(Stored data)
'''
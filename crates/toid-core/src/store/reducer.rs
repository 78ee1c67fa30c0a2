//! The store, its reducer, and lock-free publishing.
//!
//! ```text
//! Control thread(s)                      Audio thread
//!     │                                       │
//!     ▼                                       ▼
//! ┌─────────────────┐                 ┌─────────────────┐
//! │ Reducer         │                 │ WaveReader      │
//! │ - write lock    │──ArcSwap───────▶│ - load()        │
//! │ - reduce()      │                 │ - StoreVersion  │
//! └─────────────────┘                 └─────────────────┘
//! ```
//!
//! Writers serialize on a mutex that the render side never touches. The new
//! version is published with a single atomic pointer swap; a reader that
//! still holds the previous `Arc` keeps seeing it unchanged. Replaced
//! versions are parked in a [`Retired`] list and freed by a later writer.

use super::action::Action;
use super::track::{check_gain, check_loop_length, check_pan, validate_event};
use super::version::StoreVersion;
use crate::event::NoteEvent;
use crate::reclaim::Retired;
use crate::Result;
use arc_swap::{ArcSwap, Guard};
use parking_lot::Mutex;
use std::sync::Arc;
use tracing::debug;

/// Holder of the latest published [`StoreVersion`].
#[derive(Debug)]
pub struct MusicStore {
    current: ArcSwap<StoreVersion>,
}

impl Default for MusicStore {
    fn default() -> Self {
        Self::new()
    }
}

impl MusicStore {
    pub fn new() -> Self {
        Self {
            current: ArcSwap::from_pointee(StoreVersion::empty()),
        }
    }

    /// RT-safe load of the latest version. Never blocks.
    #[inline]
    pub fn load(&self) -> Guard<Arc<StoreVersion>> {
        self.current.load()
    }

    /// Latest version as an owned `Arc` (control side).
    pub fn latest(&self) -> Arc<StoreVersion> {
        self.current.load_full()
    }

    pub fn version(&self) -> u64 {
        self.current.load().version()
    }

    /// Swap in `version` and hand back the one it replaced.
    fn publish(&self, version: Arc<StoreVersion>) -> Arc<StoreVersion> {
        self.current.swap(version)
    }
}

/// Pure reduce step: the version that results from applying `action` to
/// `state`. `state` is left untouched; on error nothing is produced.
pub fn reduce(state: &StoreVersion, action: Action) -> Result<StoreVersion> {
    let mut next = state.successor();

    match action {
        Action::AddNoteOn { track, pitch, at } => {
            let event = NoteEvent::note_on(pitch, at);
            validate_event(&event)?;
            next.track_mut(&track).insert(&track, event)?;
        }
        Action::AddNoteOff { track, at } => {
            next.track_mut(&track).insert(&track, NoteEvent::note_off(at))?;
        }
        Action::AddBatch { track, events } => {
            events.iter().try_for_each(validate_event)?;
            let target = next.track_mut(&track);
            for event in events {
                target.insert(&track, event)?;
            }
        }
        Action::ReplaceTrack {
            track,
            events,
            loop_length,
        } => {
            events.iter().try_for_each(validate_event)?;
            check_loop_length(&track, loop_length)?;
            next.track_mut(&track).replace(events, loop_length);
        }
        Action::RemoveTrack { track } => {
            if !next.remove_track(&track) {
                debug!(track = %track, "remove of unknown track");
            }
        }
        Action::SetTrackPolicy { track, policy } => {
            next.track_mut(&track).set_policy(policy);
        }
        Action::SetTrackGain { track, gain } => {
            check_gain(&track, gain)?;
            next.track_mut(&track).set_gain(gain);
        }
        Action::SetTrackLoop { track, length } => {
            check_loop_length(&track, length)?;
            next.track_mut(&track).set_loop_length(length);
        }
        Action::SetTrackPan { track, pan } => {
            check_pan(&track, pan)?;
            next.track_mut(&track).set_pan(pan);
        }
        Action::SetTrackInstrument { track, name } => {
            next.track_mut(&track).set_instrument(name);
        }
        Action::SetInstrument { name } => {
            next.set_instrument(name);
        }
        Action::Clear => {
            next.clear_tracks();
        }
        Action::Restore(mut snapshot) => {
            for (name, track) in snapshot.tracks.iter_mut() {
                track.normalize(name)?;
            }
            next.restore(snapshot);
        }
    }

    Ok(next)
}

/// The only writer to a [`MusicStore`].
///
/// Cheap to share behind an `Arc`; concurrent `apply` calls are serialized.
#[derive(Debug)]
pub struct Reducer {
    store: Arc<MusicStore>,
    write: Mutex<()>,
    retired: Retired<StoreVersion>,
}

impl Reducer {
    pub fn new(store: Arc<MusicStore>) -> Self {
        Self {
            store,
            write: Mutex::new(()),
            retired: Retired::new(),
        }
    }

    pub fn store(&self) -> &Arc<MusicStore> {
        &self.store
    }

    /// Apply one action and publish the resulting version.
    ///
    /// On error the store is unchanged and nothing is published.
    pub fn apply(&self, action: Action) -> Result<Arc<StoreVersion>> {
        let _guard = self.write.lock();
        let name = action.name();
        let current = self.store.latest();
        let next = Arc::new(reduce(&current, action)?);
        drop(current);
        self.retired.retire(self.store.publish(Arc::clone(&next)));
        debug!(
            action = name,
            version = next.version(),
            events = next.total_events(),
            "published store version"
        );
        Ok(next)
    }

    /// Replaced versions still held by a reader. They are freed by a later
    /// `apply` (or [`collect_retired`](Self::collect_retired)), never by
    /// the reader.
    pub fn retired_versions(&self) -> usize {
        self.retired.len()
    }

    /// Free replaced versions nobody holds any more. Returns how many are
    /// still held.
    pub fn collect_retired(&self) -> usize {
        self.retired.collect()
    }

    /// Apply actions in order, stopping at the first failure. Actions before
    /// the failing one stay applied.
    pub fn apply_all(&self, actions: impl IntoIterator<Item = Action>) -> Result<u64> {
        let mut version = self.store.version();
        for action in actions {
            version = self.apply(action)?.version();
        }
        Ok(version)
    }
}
'''
**EXERCISE PROMPT**: Look through the data above and return exactly the lines from the one that contains "next.clear_tracks();" to the one that contains "let current = self.store.latest();", inclusive, with nothing else.

**EXERCISE ANSWER**:
            next.clear_tracks();
        }
        Action::Restore(mut snapshot) => {
            for (name, track) in snapshot.tracks.iter_mut() {
                track.normalize(name)?;
            }
            next.restore(snapshot);
        }
    }

    Ok(next)
}

/// The only writer to a [`MusicStore`].
///
/// Cheap to share behind an `Arc`; concurrent `apply` calls are serialized.
#[derive(Debug)]
pub struct Reducer {
    store: Arc<MusicStore>,
    write: Mutex<()>,
    retired: Retired<StoreVersion>,
}

impl Reducer {
    pub fn new(store: Arc<MusicStore>) -> Self {
        Self {
            store,
            write: Mutex::new(()),
            retired: Retired::new(),
        }
    }

    pub fn store(&self) -> &Arc<MusicStore> {
        &self.store
    }

    /// Apply one action and publish the resulting version.
    ///
    /// On error the store is unchanged and nothing is published.
    pub fn apply(&self, action: Action) -> Result<Arc<StoreVersion>> {
        let _guard = self.write.lock();
        let name = action.name();
        let current = self.store.latest();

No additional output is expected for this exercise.